[Exercise input]:
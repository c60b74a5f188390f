//! Ball vs paddle collision
//!
//! Each paddle presents one vertical collision plane: its inner face pushed
//! out by the ball radius. A hit is the ball center being on or past that
//! plane while vertically within the paddle's extent.

use glam::Vec2;

use super::state::Side;

/// The inner face of a paddle, inflated by the ball radius
#[derive(Debug, Clone, Copy, PartialEq)]
pub struct PaddleFace {
    pub side: Side,
    /// x of the collision plane
    pub plane_x: f32,
    /// Lowest y covered (paddle center minus half height)
    pub bottom: f32,
    /// Highest y covered
    pub top: f32,
}

impl PaddleFace {
    pub fn new(side: Side, center: Vec2, width: f32, height: f32, ball_size: f32) -> Self {
        let plane_x = match side {
            Side::Left => center.x + width / 2.0 + ball_size,
            Side::Right => center.x - width / 2.0 - ball_size,
        };
        Self {
            side,
            plane_x,
            bottom: center.y - height / 2.0,
            top: center.y + height / 2.0,
        }
    }

    /// Ball center is on or past the plane (regardless of height)
    #[inline]
    pub fn penetrated_by(&self, pos: Vec2) -> bool {
        match self.side {
            Side::Left => pos.x <= self.plane_x,
            Side::Right => pos.x >= self.plane_x,
        }
    }

    /// y lies within the paddle's vertical extent (inclusive)
    #[inline]
    pub fn spans(&self, y: f32) -> bool {
        y >= self.bottom && y <= self.top
    }

    /// Ball center touches this face
    pub fn hit(&self, pos: Vec2) -> bool {
        self.penetrated_by(pos) && self.spans(pos.y)
    }

    /// Creep the ball back out one pixel at a time until it clears the plane.
    ///
    /// Returns the number of pixels moved. Iteration count grows with
    /// penetration depth and is unbounded; with per-tick speeds in the single
    /// digits it is a handful of steps.
    pub fn push_out(&self, pos: &mut Vec2) -> u32 {
        let step = match self.side {
            Side::Left => 1.0,
            Side::Right => -1.0,
        };
        let mut moved = 0;
        while self.penetrated_by(*pos) {
            pos.x += step;
            moved += 1;
        }
        moved
    }
}

#[cfg(test)]
mod tests {
    use super::*;

    fn left_face() -> PaddleFace {
        PaddleFace::new(Side::Left, Vec2::new(20.0, 300.0), 10.0, 100.0, 10.0)
    }

    fn right_face() -> PaddleFace {
        PaddleFace::new(Side::Right, Vec2::new(780.0, 300.0), 10.0, 100.0, 10.0)
    }

    #[test]
    fn test_face_geometry() {
        let left = left_face();
        assert_eq!(left.plane_x, 35.0);
        assert_eq!((left.bottom, left.top), (250.0, 350.0));
        assert_eq!(right_face().plane_x, 765.0);
    }

    #[test]
    fn test_hit_requires_vertical_overlap() {
        let left = left_face();
        assert!(left.hit(Vec2::new(30.0, 300.0)));
        assert!(left.hit(Vec2::new(35.0, 250.0)));
        assert!(left.hit(Vec2::new(35.0, 350.0)));
        assert!(!left.hit(Vec2::new(30.0, 351.0)));
        assert!(!left.hit(Vec2::new(36.0, 300.0)));
    }

    #[test]
    fn test_push_out_left() {
        let left = left_face();
        let mut pos = Vec2::new(29.0, 300.0);
        let moved = left.push_out(&mut pos);
        assert_eq!(pos.x, 36.0);
        assert_eq!(moved, 7);
        assert!(!left.penetrated_by(pos));
    }

    #[test]
    fn test_push_out_right() {
        let right = right_face();
        let mut pos = Vec2::new(772.0, 310.0);
        right.push_out(&mut pos);
        assert_eq!(pos.x, 764.0);
        assert_eq!(pos.y, 310.0);
    }

    #[test]
    fn test_push_out_noop_when_clear() {
        let mut pos = Vec2::new(400.0, 300.0);
        assert_eq!(left_face().push_out(&mut pos), 0);
        assert_eq!(pos.x, 400.0);
    }
}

[Required work]: Return a word-for-word copy of the lines from the beginning of the listing to the line holding "inflated by the ball radius", both kept.

[Reply]:
repository c60b74a5f188390f
//! Ball vs paddle collision
//!
//! Each paddle presents one vertical collision plane: its inner face pushed
//! out by the ball radius. A hit is the ball center being on or past that
//! plane while vertically within the paddle's extent.

use glam::Vec2;

use super::state::Side;

/// The inner face of a paddle, inflated by the ball radius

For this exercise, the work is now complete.